2. Genauso ist deswegen fraglos klar, dass Menschen mit Behinderungen – ebenso wie Familien – ohne sozialstaatliche Hilfen nicht über die Runden kommen. Die bisherige Behindertenpolitik hat sich dem im Wesentlichen „fürsorglich“ gewidmet – also herablassend; die Betroffenen und ihre Verbände haben dagegen nach Kräften Selbstbestimmung und Gleichberechtigung gefordert. Dem kommt die Bundesregierung mit ihrem Gesetzentwurf auf ihre Weise nach – sortiert nämlich die Lebenslagen von Menschen mit Behinderungen neu nach dem Kriterium ihres Bezugs zum Arbeitsmarkt.

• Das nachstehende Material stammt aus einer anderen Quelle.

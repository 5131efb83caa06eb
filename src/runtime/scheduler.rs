use crate::runtime::Instant;
use crate::runtime::intent::Intent;
use std::collections::HashMap;
use std::time::Duration;

#[derive(Debug, Clone, PartialEq)]
pub enum SchedulerCommand {
    /// Supersedes any pending event scheduled under the same key.
    Debounce {
        key: String,
        delay: Duration,
        event: Intent,
    },
    Cancel {
        key: String,
    },
}

#[derive(Debug, Clone)]
struct Guard {
    key: String,
    version: u64,
}

#[derive(Debug, Clone)]
struct DelayedTask {
    due_at: Instant,
    guard: Guard,
    event: Intent,
}

#[derive(Default)]
pub struct Scheduler {
    delayed: Vec<DelayedTask>,
    key_versions: HashMap<String, u64>,
}

impl Scheduler {
    pub fn new() -> Self {
        Self::default()
    }

    pub fn schedule(&mut self, command: SchedulerCommand, now: Instant) {
        match command {
            SchedulerCommand::Debounce { key, delay, event } => {
                let version = self.bump_version(&key);
                self.delayed.push(DelayedTask {
                    due_at: now + delay,
                    guard: Guard { key, version },
                    event,
                });
            }
            SchedulerCommand::Cancel { key } => {
                self.bump_version(&key);
            }
        }
    }

    /// Due events in scheduling order; superseded ones are dropped.
    pub fn drain_ready(&mut self, now: Instant) -> Vec<Intent> {
        let mut ready = Vec::new();
        let mut pending = Vec::with_capacity(self.delayed.len());
        for task in self.delayed.drain(..) {
            if task.due_at > now {
                pending.push(task);
            } else if Self::is_current(&self.key_versions, &task.guard) {
                ready.push(task.event);
            }
        }
        self.delayed = pending;
        self.delayed
            .retain(|task| Self::is_current(&self.key_versions, &task.guard));
        ready
    }

    pub fn has_pending(&self) -> bool {
        !self.delayed.is_empty()
    }

    pub fn poll_timeout(&self, now: Instant, default_timeout: Duration) -> Duration {
        self.delayed
            .iter()
            .map(|task| task.due_at.saturating_duration_since(now))
            .fold(default_timeout, Duration::min)
    }

    fn is_current(versions: &HashMap<String, u64>, guard: &Guard) -> bool {
        versions.get(&guard.key).copied().unwrap_or(0) == guard.version
    }

    fn bump_version(&mut self, key: &str) -> u64 {
        let entry = self.key_versions.entry(key.to_string()).or_insert(0);
        *entry = entry.saturating_add(1);
        *entry
    }
}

3. Damit ist klar gestellt, wie Inklusion in der sozialstaatlich betreuten Konkurrenzgesellschaft zu verstehen ist: Teilhabe ist Pflicht zur selbstbestimmt-individuellen Bewährung an deren Anforderungen – und dabei und darin haben alle Anspruch auf Anerkennung. Die Schulpolitik erhebt das zum allgemeinen Leitbild, wenn sie in das selektive, fundamental leistungsorientierte Ausbildungswesen den Gesichtspunkt von Diversity einführt: Der Zwang zur Konkurrenz wird ergänzt um das verlogene Ideal der respektvollen Gemeinschaft ganz unterschiedlicher Individuen.
4. Inklusion ist also eine Modernisierung des staatsbürgerlichen Bekenntnisses zum Kapitalismus, das sich dadurch auszeichnet, dass es von dessen sozialen Gegensätzen endgültig nichts mehr wissen will.